Se siguen conociendo detalles del feminicidio que ocurrió dentro de la cárcel La Modelo de Bogotá y que ha encendido las alarmas con respecto a los protocolos de seguridad.
Durante la jornada de visitas del pasado sábado 22 de agosto, una mujer que ingresó al pabellón 13 para reencontrarse con su pareja fue hallada sin vida dentro de una celda.
El señalado agresor fue identificado como William Rafael Martínez Alvarino, un hombre de 45 años oriundo de Talaigua Nuevo, Bolívar, quien reconoció abiertamente ante las autoridades penitenciarias ser el responsable del crimen.
El hecho causa revuelo debido a que ocurrió en un espacio de custodia e inspección a cargo del Inpec.
Según El Tiempo, el hombre está pagando una condena de 21 años por intento de feminicidio de su antigua pareja y madre de sus tres hijos, ocurrido en octubre de 2015 al sur de Bogotá.
En aquella ocasión, el agresor no cumplió una orden de alejamiento y le propinó más de 20 puñaladas a su expareja en el rostro, cuello y abdomen.
Pese a que su defensa intentó tipificar la agresión como una agresión familiar, los jueces determinaron que se trataba de un intento de feminicidio y le dieron la larga condena.

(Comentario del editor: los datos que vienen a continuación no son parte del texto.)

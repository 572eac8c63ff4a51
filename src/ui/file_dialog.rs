use bevy::prelude::*;
use bevy_egui::{egui, EguiContexts};
use std::path::PathBuf;

use crate::config::{AppConfig, ConfigResetNotification};
use crate::constants::SUPPORTED_EXTENSIONS;
use crate::theme;
use crate::viewer::session::is_supported_extension;
use crate::viewer::{ImageSession, LoadErrorDialog, OpenImageRequest};

/// Resource for the invalid-file-type rejection dialog
#[derive(Resource, Default)]
pub struct InvalidFileDialog {
    pub show: bool,
    pub path: Option<PathBuf>,
}

/// Show the native picker and either request a load or raise the
/// rejection dialog for files outside the supported extensions.
pub fn open_image_via_picker(
    open_events: &mut MessageWriter<OpenImageRequest>,
    invalid_file: &mut InvalidFileDialog,
) {
    let Some(path) = rfd::FileDialog::new()
        .add_filter("Images", SUPPORTED_EXTENSIONS)
        .pick_file()
    else {
        return;
    };

    if is_supported_extension(&path) {
        open_events.write(OpenImageRequest { path });
    } else {
        info!("Rejected non-image file {:?}", path);
        invalid_file.show = true;
        invalid_file.path = Some(path);
    }
}

/// Welcome screen shown while no image is open
pub fn welcome_screen_ui(
    mut contexts: EguiContexts,
    session: Res<ImageSession>,
    config: Res<AppConfig>,
    mut open_events: MessageWriter<OpenImageRequest>,
    mut invalid_file: ResMut<InvalidFileDialog>,
) -> Result {
    if session.current.is_some() {
        return Ok(());
    }

    egui::CentralPanel::default().show(contexts.ctx_mut()?, |ui| {
        ui.vertical_centered(|ui| {
            ui.add_space(ui.available_height() * 0.25);

            ui.label(
                egui::RichText::new("Welcome to Medscan")
                    .color(theme::ui::ACCENT)
                    .size(28.0)
                    .strong(),
            );
            ui.add_space(4.0);
            ui.label(
                egui::RichText::new("Open a medical image to begin analysis and annotation")
                    .color(theme::ui::LABEL_TEXT),
            );

            ui.add_space(16.0);
            if ui
                .add(egui::Button::new(egui::RichText::new("Open Image…").size(16.0))
                    .min_size(egui::vec2(160.0, 36.0)))
                .clicked()
            {
                open_image_via_picker(&mut open_events, &mut invalid_file);
            }

            ui.add_space(8.0);
            ui.label(
                egui::RichText::new("Supports PNG and JPEG. DICOM (.dcm) files can be selected but not decoded.")
                    .color(theme::ui::HINT_TEXT)
                    .size(11.0),
            );

            if !config.data.recent_images.is_empty() {
                ui.add_space(24.0);
                ui.label(egui::RichText::new("Recent").color(theme::ui::LABEL_TEXT).strong());
                ui.add_space(4.0);

                for path in &config.data.recent_images {
                    let name = path
                        .file_name()
                        .map(|n| n.to_string_lossy().into_owned())
                        .unwrap_or_else(|| path.to_string_lossy().into_owned());
                    if ui.link(name).on_hover_text(path.to_string_lossy()).clicked() {
                        open_events.write(OpenImageRequest { path: path.clone() });
                    }
                }
            }
        });
    });
    Ok(())
}

/// Rejection dialog for files that are not a supported image type
pub fn invalid_file_dialog_ui(
    mut contexts: EguiContexts,
    mut invalid_file: ResMut<InvalidFileDialog>,
) -> Result {
    if !invalid_file.show {
        return Ok(());
    }

    egui::Window::new("Unsupported File")
        .collapsible(false)
        .resizable(false)
        .anchor(egui::Align2::CENTER_CENTER, [0.0, 0.0])
        .show(contexts.ctx_mut()?, |ui| {
            ui.label("Please select a valid image file.");
            if let Some(ref path) = invalid_file.path {
                ui.add_space(5.0);
                ui.colored_label(theme::ui::HINT_TEXT, path.to_string_lossy());
            }
            ui.add_space(8.0);
            if ui.button("OK").clicked() {
                invalid_file.show = false;
                invalid_file.path = None;
            }
        });
    Ok(())
}

/// Load error dialog (decode failures, including `.dcm` files)
pub fn load_error_dialog_ui(
    mut contexts: EguiContexts,
    mut load_error: ResMut<LoadErrorDialog>,
) -> Result {
    let Some(message) = load_error.message.clone() else {
        return Ok(());
    };

    egui::Window::new("Load Error")
        .collapsible(false)
        .resizable(true)
        .anchor(egui::Align2::CENTER_CENTER, [0.0, 0.0])
        .show(contexts.ctx_mut()?, |ui| {
            egui::ScrollArea::vertical().max_height(200.0).show(ui, |ui| {
                ui.colored_label(theme::ui::ERROR_TEXT, &message);
            });
            ui.add_space(8.0);
            if ui.button("OK").clicked() {
                load_error.message = None;
            }
        });
    Ok(())
}

/// Notification shown when the config file was reset to defaults
pub fn config_reset_notification_ui(
    mut contexts: EguiContexts,
    mut notification: ResMut<ConfigResetNotification>,
) -> Result {
    if !notification.show {
        return Ok(());
    }

    egui::Window::new("Settings Reset")
        .collapsible(false)
        .resizable(false)
        .anchor(egui::Align2::CENTER_CENTER, [0.0, 0.0])
        .show(contexts.ctx_mut()?, |ui| {
            ui.label("Settings could not be read and were reset to defaults.");
            if let Some(ref reason) = notification.reason {
                ui.add_space(5.0);
                ui.colored_label(theme::ui::HINT_TEXT, reason);
            }
            ui.add_space(8.0);
            if ui.button("OK").clicked() {
                notification.show = false;
                notification.reason = None;
            }
        });
    Ok(())
}
//! Centralized constants used across the application.
//!
//! This module contains magic numbers and configuration values that are used
//! in multiple places or would benefit from being named constants.

/// Default window width in pixels
pub const DEFAULT_WINDOW_WIDTH: f32 = 1400.0;

/// Default window height in pixels
pub const DEFAULT_WINDOW_HEIGHT: f32 = 900.0;

/// Maximum number of recently opened images to remember in config
pub const MAX_RECENT_IMAGES: usize = 5;

/// Stroke width for measurement overlays, in pixels
pub const MEASUREMENT_STROKE_WIDTH: f32 = 2.0;

/// Font size for measurement labels, in points
pub const MEASUREMENT_LABEL_SIZE: f32 = 14.0;

/// Brightness/contrast slider range (percent); 100 is the neutral value
pub const FILTER_MIN: u32 = 0;
pub const FILTER_MAX: u32 = 200;
pub const FILTER_NEUTRAL: u32 = 100;

/// Zoom scale limits for the viewer camera
pub const MIN_ZOOM_SCALE: f32 = 0.1;
pub const MAX_ZOOM_SCALE: f32 = 10.0;

/// Step applied by the zoom in/out buttons
pub const ZOOM_BUTTON_STEP: f32 = 0.2;

/// File extensions offered by the open-image picker.
/// `.dcm` is accepted for selection but decoding is not implemented;
/// such files surface a load error.
pub const SUPPORTED_EXTENSIONS: &[&str] = &["png", "jpg", "jpeg", "dcm"];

Otro detalle es que tan solo cuatro días antes del asesinato en el penal, la justicia le había negado una solicitud de prisión domiciliaria.
Este crimen dentro de La Modelo deja cuestionamientos sobre los protocolos de seguridad del Inpec. Las autoridades buscan establecer qué tipo de arma utilizó el agresor, cómo ingresó el elemento a la celda y por qué el personal de guardia no detectó la agresión en pleno horario de visitas.
Frente a los hechos, el ministro de Justicia, Iván Cancino, rechazó el ataque y ordenó investigaciones inmediatas para esclarecer las fallas y determinar si existieron omisiones por parte de los funcionarios de turno.
Cabe recordar que, tras una serie de hechos de violencia contra las mujeres registrados en distintas regiones del país en los últimos meses, la Defensoría del Pueblo pidió a la justicia que se apliquen las penas correspondientes.
“La manifestación más extrema de las violencias basadas en género” y suele estar precedida por patrones de control, amenazas, agresiones y aislamiento que restringen progresivamente la autonomía de las mujeres. Señaló que su prevención exige identificar e interrumpir esas violencias antes de que se produzcan daños irreparables.
Por ahora, las investigaciones dictarán si hubo un caso de negligencia en el hecho sucedido dentro de La Modelo y determinarán responsabilidades.